- [Stored data]
────────────────

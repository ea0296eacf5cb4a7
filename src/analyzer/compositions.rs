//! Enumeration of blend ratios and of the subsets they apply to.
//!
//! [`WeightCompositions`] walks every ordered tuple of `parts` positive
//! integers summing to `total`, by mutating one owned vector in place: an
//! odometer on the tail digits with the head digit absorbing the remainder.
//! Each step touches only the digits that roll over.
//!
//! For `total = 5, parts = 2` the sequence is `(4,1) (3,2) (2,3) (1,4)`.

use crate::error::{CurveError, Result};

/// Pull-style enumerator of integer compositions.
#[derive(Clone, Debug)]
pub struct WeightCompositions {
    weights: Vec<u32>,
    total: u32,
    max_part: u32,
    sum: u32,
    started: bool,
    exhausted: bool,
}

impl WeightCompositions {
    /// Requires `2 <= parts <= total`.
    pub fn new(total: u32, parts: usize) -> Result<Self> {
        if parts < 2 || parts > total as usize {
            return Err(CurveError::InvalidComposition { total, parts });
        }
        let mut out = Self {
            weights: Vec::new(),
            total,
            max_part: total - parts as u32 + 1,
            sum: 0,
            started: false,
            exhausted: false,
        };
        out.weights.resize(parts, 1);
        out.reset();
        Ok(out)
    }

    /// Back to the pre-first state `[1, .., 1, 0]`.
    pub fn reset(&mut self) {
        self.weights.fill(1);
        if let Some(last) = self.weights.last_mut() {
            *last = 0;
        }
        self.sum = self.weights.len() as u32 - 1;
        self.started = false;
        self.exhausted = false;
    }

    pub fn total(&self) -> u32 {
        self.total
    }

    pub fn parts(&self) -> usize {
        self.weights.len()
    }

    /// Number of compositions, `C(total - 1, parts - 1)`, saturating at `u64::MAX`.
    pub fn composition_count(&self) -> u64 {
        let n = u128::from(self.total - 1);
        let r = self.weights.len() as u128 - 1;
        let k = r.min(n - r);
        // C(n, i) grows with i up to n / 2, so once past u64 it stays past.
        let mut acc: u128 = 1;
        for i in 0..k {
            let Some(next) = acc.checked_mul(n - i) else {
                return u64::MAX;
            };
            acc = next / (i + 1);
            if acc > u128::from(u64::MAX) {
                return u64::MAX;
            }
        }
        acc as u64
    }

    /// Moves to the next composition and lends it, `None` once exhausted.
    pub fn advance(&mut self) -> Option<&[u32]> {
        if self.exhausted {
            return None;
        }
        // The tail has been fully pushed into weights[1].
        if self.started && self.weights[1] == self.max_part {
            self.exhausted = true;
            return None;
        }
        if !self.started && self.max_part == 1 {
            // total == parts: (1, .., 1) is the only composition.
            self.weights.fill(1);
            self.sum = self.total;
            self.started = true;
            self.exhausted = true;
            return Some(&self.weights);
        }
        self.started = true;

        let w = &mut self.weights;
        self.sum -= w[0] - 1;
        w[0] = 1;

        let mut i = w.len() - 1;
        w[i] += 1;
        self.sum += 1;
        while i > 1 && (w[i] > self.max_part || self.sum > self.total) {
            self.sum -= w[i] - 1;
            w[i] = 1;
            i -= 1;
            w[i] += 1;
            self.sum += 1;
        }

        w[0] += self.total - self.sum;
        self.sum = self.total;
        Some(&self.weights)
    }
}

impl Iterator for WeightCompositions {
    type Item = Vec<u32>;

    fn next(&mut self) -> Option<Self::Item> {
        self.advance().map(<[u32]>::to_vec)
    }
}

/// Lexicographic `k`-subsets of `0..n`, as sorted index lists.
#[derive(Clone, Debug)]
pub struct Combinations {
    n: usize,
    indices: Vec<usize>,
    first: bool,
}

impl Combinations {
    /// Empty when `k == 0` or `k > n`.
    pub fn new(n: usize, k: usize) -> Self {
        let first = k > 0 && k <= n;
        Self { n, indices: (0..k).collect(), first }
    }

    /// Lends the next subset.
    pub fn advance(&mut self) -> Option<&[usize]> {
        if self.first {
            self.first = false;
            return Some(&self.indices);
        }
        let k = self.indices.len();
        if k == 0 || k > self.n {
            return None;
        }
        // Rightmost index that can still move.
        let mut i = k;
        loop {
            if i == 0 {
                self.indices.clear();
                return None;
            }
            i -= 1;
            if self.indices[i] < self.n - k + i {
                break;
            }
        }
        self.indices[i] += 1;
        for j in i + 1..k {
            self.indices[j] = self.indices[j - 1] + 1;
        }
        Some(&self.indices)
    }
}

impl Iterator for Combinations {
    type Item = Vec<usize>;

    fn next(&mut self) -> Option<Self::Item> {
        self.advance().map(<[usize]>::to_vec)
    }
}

────────────────

- [Prompt] Respond with only the number of lines in the data that include the string "from".

- [Solution for this problem] 2